The warehouse, floor by floor, was filling. Already some trucks were waiting.
There was the continual bump of handled packages sliding from the chute, being sorted, being stacked. But worries piled up inside of him: fears of an accident, a broken package, a suspicious employee, a fire.... The Oholo, the guilt, the depression.
Eagerly now he listened to the general information report from the Ship. Most advancemen were on schedule. No irreparable accidents. Certain inaccessible areas had been written off. A few advancemen recalled for necessary Ship duty. One killed, replaced, in Germany. World coverage estimated at better than seventy per cent in industrial and near industrial areas, a coverage probably exceeding the effective minimum—short only of the impossible goal.
He had been talking to a trucker in front of him without really hearing his own words, his fingers and thumbs rubbing in increased tempo.
He hated the man as he hated everyone in the building, everyone on the planet.

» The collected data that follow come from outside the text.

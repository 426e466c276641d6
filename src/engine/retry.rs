use reqwest::header::HeaderMap;
use std::future::Future;
use std::time::Duration;
use tokio::time::{sleep, timeout};
use tracing::warn;

use super::InferenceError;

pub(crate) const BASE_DELAY: Duration = Duration::from_secs(2);
pub(crate) const MAX_DELAY: Duration = Duration::from_secs(60);

#[derive(Debug, Clone)]
pub struct RetryPolicy {
    pub timeout: Duration,
    pub max_retries: usize,
    pub base_delay: Duration,
    pub max_delay: Duration,
}

impl RetryPolicy {
    pub fn new(timeout: Duration, max_retries: usize) -> Self {
        Self {
            timeout,
            max_retries,
            base_delay: BASE_DELAY,
            max_delay: MAX_DELAY,
        }
    }
}

pub(crate) fn is_transient(status: u16, body: &str) -> bool {
    if matches!(status, 429 | 502 | 503 | 504 | 529) {
        return true;
    }
    let lower = body.to_lowercase();
    lower.contains("rate limit")
        || lower.contains("too many requests")
        || lower.contains("is currently loading")
        || lower.contains("overloaded")
}

pub(crate) fn retry_after(headers: &HeaderMap) -> Option<Duration> {
    let value = headers.get("retry-after")?.to_str().ok()?.trim();
    if value.is_empty() {
        return None;
    }
    value.parse::<u64>().ok().map(Duration::from_secs)
}

/// Runs `call` under the policy's per-attempt timeout, retrying transient
/// failures with exponential backoff.
pub(crate) async fn call_with_retry<F, Fut>(
    policy: &RetryPolicy,
    model: &str,
    mut call: F,
) -> Result<String, InferenceError>
where
    F: FnMut() -> Fut,
    Fut: Future<Output = Result<String, InferenceError>>,
{
    let mut delay = policy.base_delay;
    let mut attempt = 0usize;
    loop {
        let result = match timeout(policy.timeout, call()).await {
            Ok(result) => result,
            Err(_) => Err(InferenceError::Timeout {
                model: model.to_string(),
                secs: policy.timeout.as_secs(),
            }),
        };
        match result {
            Ok(text) => return Ok(text),
            Err(err) if err.is_retryable() && attempt < policy.max_retries => {
                attempt += 1;
                let mut wait = delay;
                if let Some(requested) = err.retry_after()
                    && requested > wait
                {
                    wait = requested.min(policy.max_delay);
                }
                warn!(
                    "{}; retrying in {:.1}s (attempt {}/{})",
                    err,
                    wait.as_secs_f32(),
                    attempt,
                    policy.max_retries
                );
                sleep(wait).await;
                delay = next_delay(delay, policy);
            }
            Err(err) => return Err(err),
        }
    }
}

fn next_delay(current: Duration, policy: &RetryPolicy) -> Duration {
    let next = current.saturating_mul(2).max(policy.base_delay);
    next.min(policy.max_delay)
}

The trucker shrugged. "I'll have to deadhead back. That has to go in the bill, too."
"All right," Parr snapped irritably. "Now, listen. This is the most important thing. Each of the lots has to be mailed at the proper time. Your bonus is conditional on that."
"Okay," the trucker said.
"I can't overstress the importance of that," Parr said. He handed the slip of paper across the table. It was a list of mailing information, Ship compiled, that was designed to assure that the packages would all be distributed by the mails as near simultaneously as possible.